I think it's a 9yo thing honestly! Mine has moments of this but has improved.

That said. I make mine pay out of his pocket money to replace things. I'm clear that I don't have the money to replace things with top end stuff. If he really needs something yet doesn't have it because he's wasted/lost it, it gets replaced with the cheapest alternative. Sometimes I'll subsidise and get him to only pay a portion if it's more than he could reasonably afford. We're careful about what we buy him for birthdays/Christmas and don't pick things which are likely to get broken or not be used carefully. When we do get valuable stuff, like tablets, we make sure to get protection like he has a case and screen protector on his tablet.

We are clear about what is his responsibility around the house and he doesn't get paid for chores - pocket money is a separate thing. If he doesn't do his chores in a reasonable time frame then access to screens etc goes into limbo until it's all done - sometimes he spends hours in a sulk putting it off but does eventually do it! He will occasionally go off on a moan of "Nobody else has to do this stuff" (Tough, we do in our house) "It's not fair I do everything and you don't" (Um, who cooks your meals, washes your clothes, gets you to school, goes to work to pay the rent, cleans the toilets? Would you like to do all of those things too?)

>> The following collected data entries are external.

fn free_text_candidates(desc: &str) -> Vec<Candidate> {
    let v = css_value(desc);
    let lit = xpath_literal(desc);
    let contains = format!("contains(normalize-space(.), {})", lit);

    let mut list = vec![
        Candidate::new(Strategy::Id, Locator::css(format!("[id=\"{}\"]", v))),
        Candidate::new(Strategy::TestId, Locator::css(format!("[data-testid=\"{}\"]", v))),
    ];
    for role in ["button", "link", "tab"] {
        list.push(Candidate::new(Strategy::Role, Locator::role(role, desc)));
    }
    list.push(Candidate::new(
        Strategy::Aria,
        Locator::css(format!("[aria-label=\"{}\" i]", v)),
    ));
    list.push(Candidate::new(Strategy::Text, Locator::text(desc)));
    list.extend([
        Candidate::new(Strategy::XPathText, Locator::xpath(format!("//*[text()={}]", lit))),
        Candidate::new(
            Strategy::XPathText,
            Locator::xpath(format!("//*[contains(text(), {})]", lit)),
        ),
        Candidate::new(
            Strategy::XPathText,
            Locator::xpath(format!("//*[normalize-space(.)={}]", lit)),
        ),
    ]);
    list.extend([
        Candidate::new(Strategy::ClassHeuristic, Locator::xpath(format!("//nav//a[{}]", contains))),
        Candidate::new(
            Strategy::ClassHeuristic,
            Locator::xpath(format!("//*[@role='tab'][{}]", contains)),
        ),
        Candidate::new(
            Strategy::ClassHeuristic,
            Locator::xpath(format!(
                "//*[contains(@class, 'nav') or contains(@class, 'btn') or contains(@class, 'tab') or contains(@class, 'menu')][{}]",
                contains
            )),
        ),
    ]);
    list.push(Candidate::new(Strategy::Dropdown, Locator::role("option", desc)));
    list.push(Candidate::new(Strategy::Dropdown, Locator::role("menuitem", desc)));
    list.push(Candidate::new(Strategy::Dropdown, Locator::xpath(format!("//li[{}]", contains))));
    list.push(Candidate::new(
        Strategy::Dropdown,
        Locator::xpath(format!("//option[{}]", contains)),
    ));
    list.push(Candidate::new(
        Strategy::ComponentLibrary,
        Locator::xpath(format!(
            "//*[contains(@class, 'MuiButton') or contains(@class, 'MuiTab') or contains(@class, 'MuiMenuItem') or contains(@class, 'MuiListItem')][{}]",
            contains
        )),
    ));
    list.push(Candidate::new(
        Strategy::ComponentLibrary,
        Locator::xpath(format!(
            "//*[contains(@class, 'ant-btn') or contains(@class, 'ant-menu-item') or contains(@class, 'ant-tabs-tab') or contains(@class, 'ant-select-item')][{}]",
            contains
        )),
    ));
    list
}

fn verify_candidates(desc: &str) -> Vec<Candidate> {
    let v = css_value(desc);
    let mut list = vec![
        Candidate::new(Strategy::Text, Locator::text(desc)),
        Candidate::new(Strategy::Role, Locator::role("heading", desc)),
        Candidate::new(Strategy::Aria, Locator::css(format!("[aria-label*=\"{}\" i]", v))),
    ];
    if is_token(desc) {
        list.extend(token_candidates(desc));
    }
    list.extend(free_text_candidates(desc));
    list
}

const INPUT_TAGS: &[&str] = &["input", "textarea"];

fn on_inputs(attr_selector: &str) -> String {
    let mut parts: Vec<String> = INPUT_TAGS
        .iter()
        .map(|t| format!("{}{}", t, attr_selector))
        .collect();
    parts.push(format!("[contenteditable=\"true\"]{}", attr_selector));
    parts.join(", ")
}

/// Input-capable candidates, reranked by inferred field type.
fn input_candidates(desc: &str) -> Vec<Candidate> {
    let v = css_value(desc);
    let lit = xpath_literal(desc);
    let lower = desc.to_lowercase();

    let mut list = Vec::new();
    if is_token(desc) {
        list.push(Candidate::new(
            Strategy::TestId,
            Locator::css(on_inputs(&format!("[data-testid=\"{}\"]", v))),
        ));
        list.push(Candidate::new(Strategy::Id, Locator::css(on_inputs(&format!("[id=\"{}\"]", v)))));
        list.push(Candidate::new(Strategy::Name, Locator::css(on_inputs(&format!("[name=\"{}\"]", v)))));
    }
    list.extend([
        Candidate::new(
            Strategy::Placeholder,
            Locator::css(on_inputs(&format!("[placeholder=\"{}\" i]", v))),
        ),
        Candidate::new(
            Strategy::Placeholder,
            Locator::css(on_inputs(&format!("[placeholder*=\"{}\" i]", v))),
        ),
        Candidate::new(Strategy::Aria, Locator::css(on_inputs(&format!("[aria-label*=\"{}\" i]", v)))),
        Candidate::new(Strategy::Name, Locator::css(on_inputs(&format!("[name*=\"{}\" i]", v)))),
        Candidate::new(
            Strategy::Label,
            Locator::xpath(format!(
                "//*[self::input or self::textarea][@id=//label[contains(normalize-space(.), {})]/@for]",
                lit
            )),
        ),
        Candidate::new(
            Strategy::Label,
            Locator::xpath(format!(
                "//label[contains(normalize-space(.), {})]//*[self::input or self::textarea]",
                lit
            )),
        ),
        Candidate::new(
            Strategy::Label,
            Locator::xpath(format!(
                "//label[contains(normalize-space(.), {})]/following::*[self::input or self::textarea][1]",
                lit
            )),
        ),
    ]);

    let wants_email = lower.contains("email") || lower.contains("e-mail");
    let wants_password = lower.contains("password");
    if wants_password {
        list.push(Candidate::new(Strategy::InputType, Locator::css("input[type=\"password\"]")));
    }
    if wants_email {
        list.push(Candidate::new(Strategy::InputType, Locator::css("input[type=\"email\"]")));
        list.push(Candidate::new(
            Strategy::GenericInput,
            Locator::css("input[type=\"text\"], input:not([type])"),
        ));
    }
    if lower.contains("search") {
        list.push(Candidate::new(Strategy::InputType, Locator::css("input[type=\"search\"]")));
    }

    list.sort_by_key(|c| input_rank(c, wants_email, wants_password));
    list
}

/// Stable rank for input candidates; lower is tried first.
fn input_rank(c: &Candidate, wants_email: bool, wants_password: bool) -> u8 {
    let sel = match &c.locator {
        Locator::Css(s) => s.as_str(),
        _ => "",
    };
    match c.strategy {
        Strategy::InputType if wants_password && sel.contains("type=\"password\"") => 0,
        Strategy::InputType if wants_email && sel.contains("type=\"email\"") => 1,
        Strategy::GenericInput => 3,
        _ => 2,
    }
}

/// File inputs related to a target, most specific first, generic last.
pub fn file_input_candidates(desc: &str) -> Vec<Locator> {
    let mut list = Vec::new();
    let desc = desc.trim();
    if let Some(hint) = Hint::parse(desc) {
        list.push(hint.locator());
    } else if !desc.is_empty() {
        let v = css_value(desc);
        for attr in ["data-testid", "id", "name", "aria-label", "accept"] {
            list.push(Locator::css(format!("input[type=\"file\"][{}*=\"{}\" i]", attr, v)));
        }
    }
    list.push(Locator::css("input[type=\"file\"]"));
    list
}

/// Deterministic last-resort sweep: text equality then containment across
/// common clickable node kinds.
pub fn sweep_locators(desc: &str) -> Vec<Locator> {
    let lit = xpath_literal(desc.trim());
    let nodes = ["a", "button", "div", "span", "li", "*[@role]"];
    let mut list = Vec::new();
    for pred in [
        format!("normalize-space(.)={}", lit),
        format!("contains(normalize-space(.), {})", lit),
    ] {
        for node in nodes {
            list.push(Locator::xpath(format!("//{}[{}]", node, pred)));
        }
    }
    list
}

/// Controls that open a dropdown panel.
pub fn dropdown_triggers() -> Vec<Locator> {
    [
        "[role=\"combobox\"]",
        "[aria-haspopup=\"listbox\"]",
        ".MuiSelect-select",
        ".ant-select-selector",
        "select",
    ]
    .iter()
    .map(|s| Locator::css(*s))
    .collect()
}

/// Options inside an opened dropdown panel.
pub fn option_locators(desc: &str) -> Vec<Locator> {
    let contains = format!("contains(normalize-space(.), {})", xpath_literal(desc.trim()));
    vec![
        Locator::xpath(format!("//*[@role='listbox']//*[@role='option'][{}]", contains)),
        Locator::role("option", desc.trim()),
        Locator::xpath(format!("//*[contains(@class, 'MuiMenuItem')][{}]", contains)),
        Locator::xpath(format!("//*[contains(@class, 'ant-select-item-option')][{}]", contains)),
        Locator::xpath(format!("//select/option[{}]", contains)),
    ]
}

TwoIsQuiteEnoughThankyou · 27/07/2018 15:40

Most of the PPs here are being quite goady and holier-than-thou when actually all OP was asking for a bit of advice about how to deal with a difficult 9 year old.

blehh · 27/07/2018 15:40

@mattberryshair it all seems to be themed around 'i can lose and break things because you can just get more'

no bullying at school. good friends. usually very open about anxieties. we have a generally good relationship.